What the exercise asks: Would you please return the lines of the entries below starting at the line that has "config.log_debug = get(ENV_LOG_DEBUG)" and ending at the line that has "pub fn listen_addr_for_port(port: u16)", both included, exactly as they are?

Exercise data:
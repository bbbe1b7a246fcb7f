//! Binary timestamp encoding
//!
//! ## Wire Format
//! ```text
//! ┌──────────┬──────────────┬────────────┬──────────────┬─────────────┐
//! │ Ver (1)  │ Secs (8, BE) │ Nanos (4)  │ OffMin (2)   │ OffSec (1)  │
//! └──────────┴──────────────┴────────────┴──────────────┴─────────────┘
//! ```
//! - Secs: seconds since 0001-01-01T00:00:00Z
//! - OffMin: zone offset in minutes east of UTC, `-1` means UTC
//! - OffSec: only present in version 2, when the offset is not whole minutes

use bytes::{Buf, BufMut};
use chrono::{DateTime, FixedOffset, Utc};

use crate::error::{Result, StoreError};

/// Offset in whole minutes
pub const VERSION_V1: u8 = 1;

/// Offset with a seconds remainder
pub const VERSION_V2: u8 = 2;

/// Encoded length for version 1
pub const V1_LEN: usize = 15;

/// Encoded length for version 2
pub const V2_LEN: usize = 16;

/// Seconds between 0001-01-01 and 1970-01-01 (proleptic Gregorian)
const UNIX_TO_INTERNAL: i64 = 62_135_596_800;

/// Minute offset reserved for UTC
const UTC_OFFSET_MIN: i16 = -1;

/// Encode a timestamp into 15 (v1) or 16 (v2) bytes
pub fn encode(time: &DateTime<FixedOffset>) -> Result<Vec<u8>> {
    let offset = time.offset().local_minus_utc();

    let (version, offset_min, offset_sec) = if offset == 0 {
        (VERSION_V1, UTC_OFFSET_MIN, 0i8)
    } else {
        let minutes = offset / 60;
        if minutes == i32::from(UTC_OFFSET_MIN)
            || minutes < i32::from(i16::MIN)
            || minutes > i32::from(i16::MAX)
        {
            return Err(StoreError::InvalidTimestamp(format!(
                "unsupported zone offset: {}s",
                offset
            )));
        }
        // |offset % 60| < 60 always fits in i8
        let seconds = (offset % 60) as i8;
        let version = if seconds != 0 { VERSION_V2 } else { VERSION_V1 };
        (version, minutes as i16, seconds)
    };

    let secs = time
        .timestamp()
        .checked_add(UNIX_TO_INTERNAL)
        .ok_or_else(|| StoreError::InvalidTimestamp(format!("instant out of range: {}", time)))?;
    let nanos = time.timestamp_subsec_nanos();
    if nanos >= 1_000_000_000 {
        return Err(StoreError::InvalidTimestamp(format!(
            "leap second cannot be encoded: {}",
            time
        )));
    }
    let nanos = nanos as i32;

    let mut buf = Vec::with_capacity(V2_LEN);
    buf.put_u8(version);
    buf.put_i64(secs);
    buf.put_i32(nanos);
    buf.put_i16(offset_min);
    if version == VERSION_V2 {
        buf.put_i8(offset_sec);
    }

    Ok(buf)
}

/// Decode a timestamp from the start of `field`
///
/// The version byte fixes the encoding length; bytes past it are padding
/// and ignored.
pub fn decode(field: &[u8]) -> Result<DateTime<FixedOffset>> {
    let version = *field
        .first()
        .ok_or_else(|| StoreError::InvalidTimestamp("empty timestamp field".to_string()))?;

    let len = match version {
        VERSION_V1 => V1_LEN,
        VERSION_V2 => V2_LEN,
        other => {
            return Err(StoreError::InvalidTimestamp(format!(
                "unsupported version byte: {}",
                other
            )))
        }
    };

    if field.len() < len {
        return Err(StoreError::InvalidTimestamp(format!(
            "expected {} bytes, got {}",
            len,
            field.len()
        )));
    }

    let mut buf = &field[1..len];
    let secs = buf.get_i64();
    let nanos = buf.get_i32();
    let offset_min = buf.get_i16();
    let offset_sec = if version == VERSION_V2 { buf.get_i8() } else { 0 };

    if !(0..1_000_000_000).contains(&nanos) {
        return Err(StoreError::InvalidTimestamp(format!(
            "nanoseconds out of range: {}",
            nanos
        )));
    }

    let offset = if offset_min == UTC_OFFSET_MIN {
        0
    } else {
        i32::from(offset_min) * 60 + i32::from(offset_sec)
    };
    let zone = FixedOffset::east_opt(offset).ok_or_else(|| {
        StoreError::InvalidTimestamp(format!("zone offset out of range: {}s", offset))
    })?;

    let unix = secs
        .checked_sub(UNIX_TO_INTERNAL)
        .ok_or_else(|| StoreError::InvalidTimestamp(format!("seconds out of range: {}", secs)))?;
    let utc = DateTime::<Utc>::from_timestamp(unix, nanos as u32)
        .ok_or_else(|| StoreError::InvalidTimestamp(format!("seconds out of range: {}", secs)))?;

    Ok(utc.with_timezone(&zone))
}
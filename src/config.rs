//! Configuration for recordstore
//!
//! Centralized configuration with sensible defaults. Values can come from
//! the builder, from the process environment, or from both (environment
//! first, explicit overrides after).

use std::path::PathBuf;

use crate::error::{Result, StoreError};

/// Environment variable holding the HTTP port
pub const ENV_PORT: &str = "PORT";

/// Environment variable holding the path of the store file
pub const ENV_BINARY_FILE_PATH: &str = "BINARY_FILE_PATH";

/// Environment variable enabling debug logging
pub const ENV_LOG_DEBUG: &str = "LOG_DEBUG";

const DEFAULT_PORT: u16 = 8080;
const DEFAULT_DATA_FILE: &str = "./records.bin";

/// Main configuration for a recordstore instance
#[derive(Debug, Clone)]
pub struct Config {
    // -------------------------------------------------------------------------
    // Storage Configuration
    // -------------------------------------------------------------------------
    /// Path of the slot file (created if absent)
    pub data_file: PathBuf,

    /// When mutations are flushed to stable storage
    pub sync_strategy: SyncStrategy,

    // -------------------------------------------------------------------------
    // Network Configuration
    // -------------------------------------------------------------------------
    /// HTTP listen address
    pub listen_addr: String,

    // -------------------------------------------------------------------------
    // Logging
    // -------------------------------------------------------------------------
    /// Default log level is `debug` instead of `info`
    pub log_debug: bool,
}

/// File sync strategy
#[derive(Debug, Clone, Copy, PartialEq, Eq)]
pub enum SyncStrategy {
    /// fsync only when the engine is closed
    OnClose,

    /// fsync after every create/update/delete (safest, slowest)
    EveryWrite,
}

impl Default for Config {
    fn default() -> Self {
        Self {
            data_file: PathBuf::from(DEFAULT_DATA_FILE),
            sync_strategy: SyncStrategy::OnClose,
            listen_addr: listen_addr_for_port(DEFAULT_PORT),
            log_debug: false,
        }
    }
}

impl Config {
    /// Create a new config builder
    pub fn builder() -> ConfigBuilder {
        ConfigBuilder::default()
    }

    /// Load configuration from the process environment
    ///
    /// Reads `PORT`, `BINARY_FILE_PATH` and `LOG_DEBUG`; unset or empty
    /// variables fall back to the defaults.
    pub fn from_env() -> Result<Self> {
        Self::from_lookup(|key| std::env::var(key).ok())
    }

    /// Load configuration through an arbitrary key lookup
    pub fn from_lookup<F>(lookup: F) -> Result<Self>
    where
        F: Fn(&str) -> Option<String>,
    {
        let get = |key: &str| lookup(key).filter(|v| !v.is_empty());

        let mut config = Config::default();

        if let Some(port) = get(ENV_PORT) {
            let port: u16 = port.trim().parse().map_err(|_| {
                StoreError::Config(format!("{} is not a valid port: {:?}", ENV_PORT, port))
            })?;
            config.listen_addr = listen_addr_for_port(port);
        }

        if let Some(path) = get(ENV_BINARY_FILE_PATH) {
            config.data_file = PathBuf::from(path);
        }

        config.log_debug = get(ENV_LOG_DEBUG)
            .and_then(|v| parse_bool(&v))
            .unwrap_or(false);

        Ok(config)
    }
}

/// Listen on all interfaces at the given port
pub fn listen_addr_for_port(port: u16) -> String {
    format!("0.0.0.0:{}", port)
}

/// Parse the boolean spellings accepted for `LOG_DEBUG`
pub fn parse_bool(value: &str) -> Option<bool> {
    match value {
        "1" | "t" | "T" | "TRUE" | "true" | "True" => Some(true),
        "0" | "f" | "F" | "FALSE" | "false" | "False" => Some(false),
        _ => None,
    }
}

/// Builder for Config
#[derive(Default)]
pub struct ConfigBuilder {
    config: Config,
}

impl ConfigBuilder {
    /// Start from an existing config (e.g. one loaded from the environment)
    pub fn from_config(config: Config) -> Self {
        Self { config }
    }

    /// Set the path of the slot file
    pub fn data_file(mut self, path: impl Into<PathBuf>) -> Self {
        self.config.data_file = path.into();
        self
    }

    /// Set the sync strategy
    pub fn sync_strategy(mut self, strategy: SyncStrategy) -> Self {
        self.config.sync_strategy = strategy;
        self
    }

    /// Set the HTTP listen address
    pub fn listen_addr(mut self, addr: impl Into<String>) -> Self {
        self.config.listen_addr = addr.into();
        self
    }

    /// Enable or disable debug logging
    pub fn log_debug(mut self, enabled: bool) -> Self {
        self.config.log_debug = enabled;
        self
    }

    pub fn build(self) -> Config {
        self.config
    }
}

Answer below:
        config.log_debug = get(ENV_LOG_DEBUG)
            .and_then(|v| parse_bool(&v))
            .unwrap_or(false);

        Ok(config)
    }
}

/// Listen on all interfaces at the given port
pub fn listen_addr_for_port(port: u16) -> String {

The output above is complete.